Several issues arise as regards harms.  First, we would love to see the ADECs coding dictionary if any of the original investigators have one.  Does anyone know whether ADECs requires suicidal events to be coded as emotional lability or was there another option?

Second, can the investigators explain why headaches were moved from classification under Body as a Whole in the Clinical Study Report to sit alongside emotional lability under a Nervous System heading in the 2001 paper?

It may be something of purist view but significance testing was originally linked to primary endpoints.  Harms are never the primary endpoint of a trial and no RCT is designed to detect harms adequately.  It is appropriate to hold a company or doctors who may be aiming to make money out of vulnerable people to a high standard when it comes to efficacy but for those interested to advance the treatment of patients with any medical condition it is not appropriate to deny the likely existence of harms on the basis of a failure to reach a significance threshold that the very process of conducting an RCT will mean cannot be met as investigators attention is systematically diverted elsewhere.

As regards RIAT methods, a key method is to stick to the protocol.
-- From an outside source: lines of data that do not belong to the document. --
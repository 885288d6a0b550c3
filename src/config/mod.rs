// ==========================================
// 物流管理系统 - 配置层
// ==========================================
// 职责: 解析运行配置（数据库路径、busy_timeout、日志过滤器）
// 来源: JSON 配置文件 (LMIS_CONFIG) → 环境变量覆写 → 默认值
// ==========================================

pub mod app_config;

// 重导出
pub use app_config::{config_env, get_default_db_path, AppConfig, ConfigError};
A second safeguard is to audit every step taken and to this end we have attached a 61 page audit record (Appendix 1) to this paper.  An even more important method is to make the data fully available, which it will be on Study329.org.

As regards ghostwriting, I personally am happy to stick to the designation of this study as ghostwritten.  For those unversed in these issues, journal editors, medical writing companies and academic authors cling to a figleaf that if the medical writers name is mentioned somewhere, s/he is not a ghost.  But for many, the presence on the authorship line of names that have never had access to the data and who cannot stand over the claims made other than by assertion is what’s ghostly.
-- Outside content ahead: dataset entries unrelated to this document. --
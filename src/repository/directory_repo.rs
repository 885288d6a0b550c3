// ==========================================
// 物流管理系统 - 机构 / 配送 目录仓储
// ==========================================
// 说明: 机构与配送由上游系统维护；此处提供最小的写入/查询能力
//       以及供服务层校验 id 的目录接口
// ==========================================

use crate::domain::facility::{Distribution, Facility};
use crate::domain::types::DistributionStatus;
use crate::repository::error::{RepositoryError, RepositoryResult};
use rusqlite::types::Type;
use rusqlite::{params, Connection, OptionalExtension};
use std::sync::{Arc, Mutex};

// ==========================================
// Trait: 协作方目录
// ==========================================

/// 机构目录：解析/校验机构 id
pub trait FacilityDirectory: Send + Sync {
    fn facility_exists(&self, facility_id: i64) -> RepositoryResult<bool>;
}

/// 配送目录：解析/校验配送 id
pub trait DistributionDirectory: Send + Sync {
    fn distribution_exists(&self, distribution_id: i64) -> RepositoryResult<bool>;
}

// ==========================================
// FacilityRepository - 机构仓储
// ==========================================
pub struct FacilityRepository {
    conn: Arc<Mutex<Connection>>,
}

impl FacilityRepository {
    pub fn new(conn: Arc<Mutex<Connection>>) -> Self {
        Self { conn }
    }

    fn get_conn(&self) -> RepositoryResult<std::sync::MutexGuard<Connection>> {
        self.conn
            .lock()
            .map_err(|e| RepositoryError::LockError(e.to_string()))
    }

    /// 写入机构，返回生成的 id
    pub fn insert(&self, facility: &Facility) -> RepositoryResult<i64> {
        let conn = self.get_conn()?;
        conn.execute(
            "INSERT INTO facilities (code, name, active) VALUES (?1, ?2, ?3)",
            params![facility.code, facility.name, facility.active],
        )?;
        Ok(conn.last_insert_rowid())
    }

    pub fn find_by_id(&self, id: i64) -> RepositoryResult<Option<Facility>> {
        let conn = self.get_conn()?;
        let facility = conn
            .query_row(
                "SELECT id, code, name, active FROM facilities WHERE id = ?1",
                params![id],
                |row| {
                    Ok(Facility {
                        id: Some(row.get(0)?),
                        code: row.get(1)?,
                        name: row.get(2)?,
                        active: row.get(3)?,
                    })
                },
            )
            .optional()?;
        Ok(facility)
    }
}

impl FacilityDirectory for FacilityRepository {
    fn facility_exists(&self, facility_id: i64) -> RepositoryResult<bool> {
        let conn = self.get_conn()?;
        let found = conn
            .query_row(
                "SELECT 1 FROM facilities WHERE id = ?1",
                params![facility_id],
                |_row| Ok(true),
            )
            .optional()?;
        Ok(found.unwrap_or(false))
    }
}

// ==========================================
// DistributionRepository - 配送仓储
// ==========================================
pub struct DistributionRepository {
    conn: Arc<Mutex<Connection>>,
}

impl DistributionRepository {
    pub fn new(conn: Arc<Mutex<Connection>>) -> Self {
        Self { conn }
    }

    fn get_conn(&self) -> RepositoryResult<std::sync::MutexGuard<Connection>> {
        self.conn
            .lock()
            .map_err(|e| RepositoryError::LockError(e.to_string()))
    }

    /// 写入配送，返回生成的 id
    ///
    /// # 错误
    /// - UniqueConstraintViolation: 同一 (配送区域, 项目, 周期) 已存在配送
    pub fn insert(&self, distribution: &Distribution) -> RepositoryResult<i64> {
        let conn = self.get_conn()?;
        conn.execute(
            r#"
            INSERT INTO distributions (
                deliveryZoneId, programId, periodId, status, createdBy, modifiedBy
            ) VALUES (?1, ?2, ?3, ?4, ?5, ?6)
            "#,
            params![
                distribution.delivery_zone_id,
                distribution.program_id,
                distribution.period_id,
                distribution.status.to_db_str(),
                distribution.created_by,
                distribution.modified_by,
            ],
        )?;
        Ok(conn.last_insert_rowid())
    }

    pub fn find_by_id(&self, id: i64) -> RepositoryResult<Option<Distribution>> {
        let conn = self.get_conn()?;
        let distribution = conn
            .query_row(
                r#"
                SELECT id, deliveryZoneId, programId, periodId, status, createdBy, modifiedBy
                FROM distributions
                WHERE id = ?1
                "#,
                params![id],
                |row| {
                    let raw_status: String = row.get(4)?;
                    let status = DistributionStatus::parse(&raw_status).ok_or_else(|| {
                        rusqlite::Error::FromSqlConversionFailure(
                            4,
                            Type::Text,
                            format!("未知配送状态: {}", raw_status).into(),
                        )
                    })?;
                    Ok(Distribution {
                        id: Some(row.get(0)?),
                        delivery_zone_id: row.get(1)?,
                        program_id: row.get(2)?,
                        period_id: row.get(3)?,
                        status,
                        created_by: row.get(5)?,
                        modified_by: row.get(6)?,
                    })
                },
            )
            .optional()?;
        Ok(distribution)
    }

    /// 更新配送状态
    pub fn update_status(&self, id: i64, status: DistributionStatus) -> RepositoryResult<()> {
        let conn = self.get_conn()?;
        let affected = conn.execute(
            "UPDATE distributions SET status = ?1, modifiedDate = datetime('now') WHERE id = ?2",
            params![status.to_db_str(), id],
        )?;
        if affected == 0 {
            return Err(RepositoryError::not_found("Distribution", id));
        }
        Ok(())
    }
}

impl DistributionDirectory for DistributionRepository {
    fn distribution_exists(&self, distribution_id: i64) -> RepositoryResult<bool> {
        let conn = self.get_conn()?;
        let found = conn
            .query_row(
                "SELECT 1 FROM distributions WHERE id = ?1",
                params![distribution_id],
                |_row| Ok(true),
            )
            .optional()?;
        Ok(found.unwrap_or(false))
    }
}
Having made all these points, there is a point of agreement to note.  Dr Keller and colleagues state that:

“nor do we think there is any consensus in the field that would allow the authors of this reanalysis or any other potential reanalysis to definitively say they got it right”.

We agree.  For us, this is the main point behind the article.  This is why we need access to the data.  It is only with collaborative efforts based on full access to the data that we can manage to get to a best possible interpretation but even this will be provisional rather than definitive.  Is there anything that would hold the authors of the second interpretation of these data (Keller and colleagues) back from joining with us the authors of the third interpretation in asking that the data of all trials for all treatments, across all indications, be made fully available?  Such a call would be consistent with the empirical method that was as applicable in 1991 as it is now.